Macro benchmarks (to get a feel for what the phone's usability is like with TD running)

  • App load: 3% (2ms)


Findings

20 out of 30 tested applications share data in a way that is not expected.

67 of 105 flagged pieces of data leaving the device had no obviously legitimate purpose (verified by the authors).

Many apps sent location data and other unique identifiers to advertising servers.

Most apps do not mention anything to the user.


Limitations

Tracks only explicit data flows.

An application *could* launder the tags off of the data, if they really wanted to hide this sort of thing from TaintDroid.

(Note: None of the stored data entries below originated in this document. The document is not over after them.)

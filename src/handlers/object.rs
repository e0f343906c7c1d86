//! Object endpoints under `/storage/v1/object`.
//!
//! Wire parsing only: multipart vs raw bodies, headers, and signed-URL
//! token plumbing.  Semantics live in the object service.

use std::collections::HashMap;
use std::sync::Arc;

use axum::body::Body;
use axum::extract::{FromRequest, Multipart, Path, Query, Request, State};
use axum::http::{header, HeaderMap, HeaderValue, StatusCode};
use axum::response::{IntoResponse, Response};
use axum::{Extension, Json};
use bytes::Bytes;
use percent_encoding::{utf8_percent_encode, AsciiSet, CONTROLS};
use serde::Deserialize;

use super::{parse_json, parse_json_or_default};
use crate::auth::AuthContext;
use crate::errors::ApiError;
use crate::metadata::store::{ListObjectsQuery, ObjectRecord, SortColumn, SortOrder};
use crate::services::object::UploadRequest;
use crate::storage::backend::StoredContent;
use crate::token::TokenKind;
use crate::AppState;

/// Characters escaped when embedding object paths in signed URLs.
const PATH_ESCAPE: &AsciiSet = &CONTROLS
    .add(b' ')
    .add(b'"')
    .add(b'#')
    .add(b'%')
    .add(b'<')
    .add(b'>')
    .add(b'?')
    .add(b'`')
    .add(b'{')
    .add(b'}');

// -- Request/response shapes --------------------------------------------------

/// Body of `POST /object/list/{bucket}`.
#[derive(Debug, Default, Deserialize)]
#[serde(rename_all = "camelCase")]
pub struct ListObjectsBody {
    #[serde(default)]
    pub prefix: String,
    pub limit: Option<u32>,
    pub offset: Option<u32>,
    #[serde(default)]
    pub search: String,
    pub sort_by: Option<SortBy>,
}
//! Configuration loading and types for pailstore.
//!
//! Configuration is read from a YAML file and deserialized into the
//! [`Config`] struct.  Each subsection governs a different part of the
//! system: networking, authentication, metadata persistence, object
//! storage, resumable uploads, and row-level policy enforcement.

use serde::Deserialize;
use std::collections::HashMap;
use std::path::Path;

/// Top-level configuration.
#[derive(Debug, Clone, Deserialize)]
pub struct Config {
    /// HTTP server settings.
    #[serde(default)]
    pub server: ServerConfig,

    /// Authentication settings (JWT secret and API keys).
    #[serde(default)]
    pub auth: AuthConfig,

    /// Metadata database settings.
    #[serde(default)]
    pub database: DatabaseConfig,

    /// Object storage backend settings.
    #[serde(default)]
    pub storage: StorageConfig,

    /// Resumable upload settings.
    #[serde(default)]
    pub upload: UploadConfig,

    /// Row-level policy settings.
    #[serde(default)]
    pub policy: PolicyConfig,

    /// Logging settings.
    #[serde(default)]
    pub logging: LoggingConfig,

    /// Observability settings (metrics + health probes).
    #[serde(default)]
    pub observability: ObservabilityConfig,
}

impl Default for Config {
    fn default() -> Self {
        serde_yaml::from_str("{}").expect("empty config must deserialize")
    }
}

/// HTTP listener configuration.
#[derive(Debug, Clone, Deserialize)]
pub struct ServerConfig {
    /// Bind host address.
    #[serde(default = "default_host")]
    pub host: String,

    /// Bind port.
    #[serde(default = "default_port")]
    pub port: u16,

    /// Graceful shutdown timeout in seconds.
    #[serde(default = "default_shutdown_timeout")]
    pub shutdown_timeout: u64,

    /// Maximum object size in bytes accepted by direct uploads (default 5 GiB).
    #[serde(default = "default_max_object_size")]
    pub max_object_size: u64,
}

impl Default for ServerConfig {
    fn default() -> Self {
        Self {
            host: default_host(),
            port: default_port(),
            shutdown_timeout: default_shutdown_timeout(),
            max_object_size: default_max_object_size(),
        }
    }
}

/// Authentication settings.
///
/// `jwt_secret` signs inbound access tokens and the outbound signed URLs;
/// it must be at least 32 bytes.  `anon_key` and `service_key` are opaque
/// API keys mapped to the `anon` and `service_role` roles respectively.
#[derive(Debug, Clone, Deserialize)]
pub struct AuthConfig {
    /// HMAC secret for JWT verification and URL signing (>= 32 bytes).
    #[serde(default = "default_jwt_secret")]
    pub jwt_secret: String,

    /// API key granting the anonymous role.
    #[serde(default = "default_anon_key")]
    pub anon_key: String,

    /// API key granting the service role (policy bypass).
    #[serde(default = "default_service_key")]
    pub service_key: String,
}

impl Default for AuthConfig {
    fn default() -> Self {
        Self {
            jwt_secret: default_jwt_secret(),
            anon_key: default_anon_key(),
            service_key: default_service_key(),
        }
    }
}

/// Metadata database configuration.
#[derive(Debug, Clone, Deserialize)]
pub struct DatabaseConfig {
    /// Path to the SQLite database file (`":memory:"` for tests).
    #[serde(default = "default_database_path")]
    pub path: String,
}

impl Default for DatabaseConfig {
    fn default() -> Self {
        Self {
            path: default_database_path(),
        }
    }
}

/// Object storage backend configuration.
#[derive(Debug, Clone, Deserialize)]
pub struct StorageConfig {
    /// Backend type: `local`, `s3`, or `memory`.
    #[serde(default = "default_storage_backend")]
    pub backend: String,

    /// Local storage configuration.
    #[serde(default)]
    pub local: LocalStorageConfig,

    /// S3-compatible gateway configuration.
    #[serde(default)]
    pub s3: Option<S3StorageConfig>,
}

impl Default for StorageConfig {
    fn default() -> Self {
        Self {
            backend: default_storage_backend(),
            local: LocalStorageConfig::default(),
            s3: None,
        }
    }
}

/// Local filesystem storage configuration.
#[derive(Debug, Clone, Deserialize)]
pub struct LocalStorageConfig {
    /// Root directory for stored objects.
    #[serde(default = "default_storage_root")]
    pub root_dir: String,
}

impl Default for LocalStorageConfig {
    fn default() -> Self {
        Self {
            root_dir: default_storage_root(),
        }
    }
}

/// S3-compatible gateway configuration.
#[derive(Debug, Clone, Deserialize)]
pub struct S3StorageConfig {
    /// Backing bucket name.
    pub bucket: String,
    /// Region.
    #[serde(default = "default_region")]
    pub region: String,
    /// Key prefix in the backing bucket.
    #[serde(default)]
    pub prefix: String,
    /// Custom S3-compatible endpoint (e.g. MinIO, LocalStack).
    #[serde(default)]
    pub endpoint_url: String,
    /// Force path-style URL addressing.
    #[serde(default)]
    pub use_path_style: bool,
}

/// Resumable upload configuration.
#[derive(Debug, Clone, Deserialize)]
pub struct UploadConfig {
    /// Maximum declared length of a resumable upload in bytes (0 = unlimited).
    #[serde(default)]
    pub max_size: u64,

    /// Lifetime of an upload session in seconds.
    #[serde(default = "default_session_ttl")]
    pub session_ttl_seconds: u64,

    /// Interval between expiry sweeps in seconds.
    #[serde(default = "default_sweep_interval")]
    pub sweep_interval_seconds: u64,
}

impl Default for UploadConfig {
    fn default() -> Self {
        Self {
            max_size: 0,
            session_ttl_seconds: default_session_ttl(),
            sweep_interval_seconds: default_sweep_interval(),
        }
    }
}

/// Row-level policy configuration.
///
/// When enabled, every object read, insert, and delete is constrained by
/// the SQL predicate configured for the caller's role.  A role with no
/// entry (or an empty fragment) is denied.  Service-role callers bypass
/// enforcement entirely.
#[derive(Debug, Clone, Deserialize, Default)]
pub struct PolicyConfig {
    /// Whether policy enforcement is active for object rows.
    #[serde(default)]
    pub enabled: bool,

    /// Per-role predicate fragments.
    #[serde(default)]
    pub roles: HashMap<String, RolePolicyConfig>,
}

/// Predicate fragments for one role.
///
/// Fragments are trusted SQL.  They may reference the `auth(user_id,
/// email, role)` relation, object columns, and (for insert) the
/// `new_row(bucket_id, name, owner_id)` relation.  They must never embed
/// request values directly.
#[derive(Debug, Clone, Deserialize, Default)]
pub struct RolePolicyConfig {
    /// Predicate applied to reads.
    #[serde(default)]
    pub select: String,

    /// Predicate checked against proposed rows on upload.
    #[serde(default)]
    pub insert: String,

    /// Predicate applied to deletes.
    #[serde(default)]
    pub delete: String,
}

/// Logging configuration.
#[derive(Debug, Clone, Deserialize)]
pub struct LoggingConfig {
    /// Log level: trace, debug, info, warn, error.
    #[serde(default = "default_log_level")]
    pub level: String,

    /// Log format: text or json.
    #[serde(default = "default_log_format")]
    pub format: String,
}

impl Default for LoggingConfig {
    fn default() -> Self {
        Self {
            level: default_log_level(),
            format: default_log_format(),
        }
    }
}

/// Observability settings.
///
/// Controls Prometheus metrics collection and Kubernetes-style health
/// probes.  Both are enabled by default.
#[derive(Debug, Clone, Deserialize)]
pub struct ObservabilityConfig {
    /// Enable Prometheus metrics collection and the `/metrics` endpoint.
    #[serde(default = "default_true")]
    pub metrics: bool,

    /// Enable `/healthz` and `/readyz` probes, and deep `/health` checks.
    #[serde(default = "default_true")]
    pub health_check: bool,
}

impl Default for ObservabilityConfig {
    fn default() -> Self {
        Self {
            metrics: true,
            health_check: true,
        }
    }
}

// -- Defaults ----------------------------------------------------------------

fn default_true() -> bool {
    true
}

fn default_host() -> String {
    "0.0.0.0".to_string()
}

fn default_port() -> u16 {
    9504
}

fn default_shutdown_timeout() -> u64 {
    30
}

fn default_max_object_size() -> u64 {
    5_368_709_120 // 5 GiB
}

fn default_jwt_secret() -> String {
    // Development-only default; deployments must override.
    "pailstore-development-signing-secret!!".to_string()
}

fn default_anon_key() -> String {
    "pailstore-anon".to_string()
}

fn default_service_key() -> String {
    "pailstore-service".to_string()
}

fn default_database_path() -> String {
    "./data/metadata.db".to_string()
}

fn default_storage_backend() -> String {
    "local".to_string()
}

fn default_storage_root() -> String {
    "./data/objects".to_string()
}

fn default_region() -> String {
    "us-east-1".to_string()
}

fn default_session_ttl() -> u64 {
    86_400 // 24 hours
}

fn default_sweep_interval() -> u64 {
    60
}

fn default_log_level() -> String {
    "info".to_string()
}

fn default_log_format() -> String {
    "text".to_string()
}

// -- Loader ------------------------------------------------------------------

/// Load and parse configuration from a YAML file at `path`.
pub fn load_config<P: AsRef<Path>>(path: P) -> anyhow::Result<Config> {
    let contents = std::fs::read_to_string(path.as_ref())?;
    let config: Config = serde_yaml::from_str(&contents)?;
    Ok(config)
}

There are methods that could be used to protect against this, but they go against the goal of a light-weight, real-time tracking system. TD is not necessarily about catching truly malicious programs, but rather just those that leak information.


Why do apps take this information?

  • Lazy; in the demo video, the wallpaper app seems to use the IMEI just as a ready made unique ID
  • Overzealous; the developer might thing they *need* the data for something, but actually
  • Ads; advertises do seem a little presumptuous in their data collection
  • Spying; bosses or spouses
  • Malicious;


QA Period

Q: how do we prevent a malicious app from removing a taint attribute on a file

A: TD operates a too low a level for this to be a problem; TD assumes that the native code is trusted


Q: It seems like you had a lot of false positives

A: The point of this tool was to identify privacy sensitive information as having left the phone, not whether or not a privacy violation has taken place.


Q: Now that TD is released; couldn't malicious apps use some of the methods described in the paper to get around it?

A: Well, yes, but it is not just about maliciousness, it could just laziness or over-zealous ad stuff.